Idiopathic multicentric Castleman disease (iMCD) is a subtype of Castleman disease (also known as giant lymph node hyperplasia, lymphoid hamartoma, or angiofollicular lymph node hyperplasia), a group of lymphoproliferative disorders characterized by lymph node enlargement, characteristic features on microscopic analysis of enlarged lymph node tissue, and a range of symptoms and clinical findings.

People with iMCD have enlarged lymph nodes in multiple regions and often have flu-like symptoms, abnormal findings on blood tests, and dysfunction of vital organs, such as the liver, kidneys, and bone marrow.

iMCD has features often found in autoimmune diseases and cancers, but the underlying disease mechanism is unknown. Treatment for iMCD may involve the use of a variety of medications, including immunosuppressants and chemotherapy.

Castleman disease was named after Dr. Benjamin Castleman, who first described the disease in 1956. The Castleman Disease Collaborative Network is the largest organization focused on the disease and is involved in research, awareness, and patient support.

== Signs and symptoms ==
Patients with iMCD may experience enlarged lymph nodes in multiple lymph node regions; systemic symptoms (fever, night sweats, unintended weight loss, fatigue); enlargement of the liver and/or spleen; extravascular fluid accumulation in the extremities (edema), abdomen (ascites), or lining of the lungs (pleural effusion); lung symptoms such as cough and shortness of breath; and skin findings such as cherry hemangiomas.

== Causes ==
The cause of iMCD is not known and no risk factors have been identified. Genetic variants have been observed in cases of Castleman disease; however, no genetic variant has been validated as disease causing.

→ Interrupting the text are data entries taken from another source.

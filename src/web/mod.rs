//! HTML front end: one form route, signed asset serving and a health check.

pub mod handlers;
pub mod render;

use crate::infrastructure::storage::local::LocalAssetStore;
use crate::PokeFinder;
use axum::routing::get;
use axum::Router;
use std::sync::Arc;
use tower_http::trace::{DefaultOnResponse, TraceLayer};
use tracing::Level;

#[derive(Clone)]
pub struct AppState {
    pub finder: Arc<PokeFinder>,
    pub assets: Arc<LocalAssetStore>,
}

pub fn router(state: AppState) -> Router {
    Router::new()
        .route("/", get(handlers::index).post(handlers::recommend))
        .route("/assets/{*key}", get(handlers::asset))
        .route("/health", get(handlers::health))
        .layer(TraceLayer::new_for_http().on_response(DefaultOnResponse::new().level(Level::INFO)))
        .with_state(state)
}

/// Binds `addr` and serves until the process receives Ctrl-C.
pub async fn serve(state: AppState, addr: &str) -> std::io::Result<()> {
    let listener = tokio::net::TcpListener::bind(addr).await?;
    tracing::info!(addr = %listener.local_addr()?, "listening");
    axum::serve(listener, router(state))
        .with_graceful_shutdown(async {
            let _ = tokio::signal::ctrl_c().await;
            tracing::info!("shutting down");
        })
        .await
}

Unlike HHV-8-associated MCD, iMCD is not caused by uncontrolled HHV-8 infection.

== Mechanism ==
The disease mechanism of iMCD has not been fully described. It is known that interleukin-6 (IL-6), a molecule that stimulates immune cells, plays a role in some cases of iMCD. IL-6 levels measured in some patients with iMCD increase and decrease with corresponding changes in disease activity, mice treated with IL-6 develop features of iMCD, and blockade of the IL-6 pathway using the medications siltuximab and tocilizumab effectively treats some patients with iMCD. However, many patients with iMCD do not demonstrate elevated levels of IL-6 and IL-6 levels are not strongly correlated with response to treatment with anti-IL-6 medications. In cases where IL-6 does play a role, the underlying cause of elevated IL-6 levels and the cells responsible for producing IL-6 remain unknown.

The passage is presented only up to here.